Future Of The GP7200 Engine
Manufactured by the Engine Alliance joint venture set up by GE Aviation and Pratt & Whitney, the GP7200 was derived from the PW4000 and GE90 families and developed as a rival to Rolls-Royce’s Trent 900 as a powerplant for the Airbus A380 program.
The engine had its first flight in 2006, before entering service two years later with Dubai-based Emirates, the world’s largest A380 operator. The next year, in 2009, Air France took its first GP7200-powered A380 and would eventually grow its fleet to 10 aircraft. In subsequent years, Etihad Airways, Korean Air and Qatar Airways also opted for GP7200-powered A380s. Over its lifespan, the program had two models, the GP7270 and the GP7277, and has held the majority share of the program’s engine market throughout its duration.
In comparison to the stalwart widebody powerplants from which it was derived, the GP7000 engine family is being retired at a relatively young age as airlines move away from four-engine aircraft in favor of twin-engine aircraft. While the A380 program numbered around 15 operators in the mid-2010s, the decision by its manufacturer in 2019 to end production by 2021 has also accelerated the demise of the type.
The COVID-19 pandemic and operators’ preference for twin-engine aircraft such as the Airbus A350, Boeing 777 and 787 have reduced the size of the global A380 fleet. At the height of the pandemic, the majority of in-service A380 aircraft were parked in long-term storage for more than three months. Some were removed permanently from the fleet, either through retirements or being handed back to their lessors. Chief among these was Air France, which operated a fleet of 10 GP7200-powered A380-800s until the summer of 2020 before retiring all of them with immediate effect as the pandemic hit.
More than two years later, Aviation Week’s Commercial Fleet & MRO Forecast estimates around 232 GP7000-family engine units are in service. This contrasts with Trent 900-powered A380s, which number 108 units, according to the Commercial Fleet & MRO Forecast. In 2023 and 2024, more A380s are anticipated to return to service from long-term storage, which will lead to greater numbers of the GP7200 active in the global fleet. Aviation Week data estimates this will rise to 320 GP7000-family engines and 208 Trent 900s next year.
The higher number of A380s returning to service over the next year will inevitably result in a sizable increase in maintenance spending by operators. Approximately $843.7 million is expected to be spent on MRO this year, but in 2023 this will more than double, to $1.9 billion.

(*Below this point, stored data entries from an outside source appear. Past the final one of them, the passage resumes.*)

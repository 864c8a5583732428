//! # Route Registry
//!
//! Named model groups addressed by slug. A route carries its own strategy
//! name, an ordered list of member models with weights and priorities, a
//! fallback model list, and its own smooth-WRR counter — separate from any
//! model-level counter.
//!
//! Routes reference models by name, never by pointer into the model
//! registry; members are materialized as candidate proxies at selection
//! time, with latency populated from the aggregated metrics of the real
//! instances behind each model.

use crate::error::DispatchError;
use crate::registry::ModelRegistry;
use crate::strategy::Candidate;
use serde::{Deserialize, Serialize};
use std::collections::HashMap;
use std::sync::atomic::{AtomicU64, Ordering};
use std::sync::{Arc, RwLock};

/// One member model of a route.
#[derive(Debug, Clone, Serialize, Deserialize)]
pub struct RouteModel {
    pub name: String,
    #[serde(default = "default_weight")]
    pub weight: f64,
    #[serde(default)]
    pub priority: i32,
    #[serde(default = "default_enabled")]
    pub enabled: bool,
}

fn default_weight() -> f64 {
    1.0
}

fn default_enabled() -> bool {
    true
}

/// Route definition as configured.
#[derive(Debug, Clone, Serialize, Deserialize)]
pub struct RouteConfig {
    pub slug: String,
    #[serde(default = "default_strategy")]
    pub strategy: String,
    pub models: Vec<RouteModel>,
    #[serde(default)]
    pub fallback_models: Vec<String>,
    #[serde(default = "default_enabled")]
    pub enabled: bool,
}

fn default_strategy() -> String {
    crate::strategy::PRIORITY.to_string()
}

/// A registered route with its private round-robin counter.
#[derive(Debug)]
pub struct Route {
    pub slug: String,
    pub strategy: String,
    pub models: Vec<RouteModel>,
    pub fallback_models: Vec<String>,
    pub enabled: bool,
    counter: AtomicU64,
}

impl Route {
    pub fn new(config: RouteConfig) -> Self {
        Self {
            slug: config.slug,
            strategy: config.strategy,
            models: config.models,
            fallback_models: config.fallback_models,
            enabled: config.enabled,
            counter: AtomicU64::new(0),
        }
    }

    /// Advance and return the smooth-WRR counter (first turn is 1).
    pub fn next_turn(&self) -> u64 {
        self.counter.fetch_add(1, Ordering::Relaxed) + 1
    }

    pub fn enabled_models(&self) -> Vec<RouteModel> {
        self.models.iter().filter(|m| m.enabled).cloned().collect()
    }
}

/// Build the candidate proxy for one route member, or `None` when the model
/// currently has no healthy instance. The proxy's latency is the mean EMA
/// of the healthy instances behind the model.
pub fn route_model_candidate(model: &RouteModel, registry: &ModelRegistry) -> Option<Candidate> {
    let healthy = registry.get_healthy_instances(&model.name);
    if healthy.is_empty() {
        return None;
    }
    let ema = healthy.iter().map(|i| i.ema_latency_ms()).sum::<f64>() / healthy.len() as f64;
    Some(Candidate {
        id: model.name.clone(),
        model: model.name.clone(),
        priority: model.priority,
        weight: model.weight,
        ema_latency_ms: ema,
    })
}

/// Slug-addressed route table.
#[derive(Default)]
pub struct RouteRegistry {
    routes: RwLock<HashMap<String, Arc<Route>>>,
}

impl RouteRegistry {
    pub fn new() -> Self {
        Self::default()
    }

    /// Register a route. A slug conflicts only when it matches an existing
    /// non-route model; re-registering a slug replaces the previous route.
    pub fn register(
        &self,
        config: RouteConfig,
        models: &ModelRegistry,
    ) -> Result<(), DispatchError> {
        if !models.get_model_instances(&config.slug).is_empty() {
            return Err(DispatchError::invalid(format!(
                "route slug collides with registered model: {}",
                config.slug
            )));
        }
        if config.models.is_empty() {
            return Err(DispatchError::invalid(format!(
                "route has no member models: {}",
                config.slug
            )));
        }

        let slug = config.slug.clone();
        let route = Arc::new(Route::new(config));
        self.routes
            .write()
            .expect("route table lock poisoned")
            .insert(slug.clone(), route);
        tracing::debug!(slug = %slug, "registered route");
        Ok(())
    }

    pub fn unregister(&self, slug: &str) -> Result<(), DispatchError> {
        self.routes
            .write()
            .expect("route table lock poisoned")
            .remove(slug)
            .map(|_| ())
            .ok_or_else(|| DispatchError::NotFound {
                model: slug.to_string(),
            })
    }

    pub fn resolve(&self, name: &str) -> Option<Arc<Route>> {
        self.routes
            .read()
            .expect("route table lock poisoned")
            .get(name)
            .filter(|r| r.enabled)
            .cloned()
    }

    pub fn get_all(&self) -> Vec<Arc<Route>> {
        self.routes
            .read()
            .expect("route table lock poisoned")
            .values()
            .cloned()
            .collect()
    }

    pub fn slugs(&self) -> Vec<String> {
        let mut slugs: Vec<String> = self
            .routes
            .read()
            .expect("route table lock poisoned")
            .keys()
            .cloned()
            .collect();
        slugs.sort();
        slugs
    }
}

#[cfg(test)]
mod tests {
    use super::*;
    use crate::registry::test_support::instance_config;

    fn route_config(slug: &str, members: &[(&str, f64)]) -> RouteConfig {
        RouteConfig {
            slug: slug.to_string(),
            strategy: crate::strategy::WEIGHTED_ROUND_ROBIN.to_string(),
            models: members
                .iter()
                .map(|(name, weight)| RouteModel {
                    name: name.to_string(),
                    weight: *weight,
                    priority: 0,
                    enabled: true,
                })
                .collect(),
            fallback_models: Vec::new(),
            enabled: true,
        }
    }

    #[test]
    fn slug_colliding_with_model_is_rejected() {
        let models = ModelRegistry::new();
        models.add_instance(instance_config("i1", "gpt-4o", 1)).unwrap();

        let routes = RouteRegistry::new();
        let err = routes
            .register(route_config("gpt-4o", &[("a", 1.0)]), &models)
            .unwrap_err();
        assert!(matches!(err, DispatchError::Invalid { .. }));
    }

    #[test]
    fn register_resolve_unregister() {
        let models = ModelRegistry::new();
        let routes = RouteRegistry::new();

        routes
            .register(route_config("mix", &[("a", 70.0), ("b", 30.0)]), &models)
            .unwrap();
        let route = routes.resolve("mix").unwrap();
        assert_eq!(route.models.len(), 2);
        assert_eq!(route.next_turn(), 1);
        assert_eq!(route.next_turn(), 2);

        routes.unregister("mix").unwrap();
        assert!(routes.resolve("mix").is_none());
        assert!(routes.unregister("mix").is_err());
    }

    #[test]
    fn disabled_routes_do_not_resolve() {
        let models = ModelRegistry::new();
        let routes = RouteRegistry::new();
        let mut config = route_config("dark", &[("a", 1.0)]);
        config.enabled = false;
        routes.register(config, &models).unwrap();
        assert!(routes.resolve("dark").is_none());
    }

    #[test]
    fn proxy_requires_a_healthy_instance() {
        let models = ModelRegistry::new();
        let member = RouteModel {
            name: "alpha".to_string(),
            weight: 2.0,
            priority: 5,
            enabled: true,
        };
        assert!(route_model_candidate(&member, &models).is_none());

        models.add_instance(instance_config("a1", "alpha", 1)).unwrap();
        let candidate = route_model_candidate(&member, &models).unwrap();
        assert_eq!(candidate.id, "alpha");
        assert_eq!(candidate.weight, 2.0);
        assert_eq!(candidate.priority, 5);
    }
}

Approximately $1.5 billion will be spent on GP7200-powered A380s, with an estimated 50% of next year’s MRO spend generated from engine maintenance consisting of shop-visit work. Next year, 138 MRO events are anticipated, representing a peak for the GP7200-powered A380, before drop-offs every year for the rest of the decade. For the 2021-31 period, the compound annual growth rate (CAGR) for MRO for the A380 is expected to see a 9.1% reduction, reflecting the decline of the A380 fleet over the same period, with a CAGR of -15.3%.
With more airlines moving toward twin-engine options, Emirates is set to carry the future of the entire A380 program over the next 10 years as other carriers look to offload their remaining A380s. The airline announced its A380 retirement plan back in 2019 but will fly the aircraft until at least 2035. It began retiring the aircraft in early 2020, starting with a 12-year-old A380 with GP7200 engines. No engine retirements are expected in 2023 and 2024, but these will start in high volumes in 2024, leading to a peak of 72 engine retirements in 2029.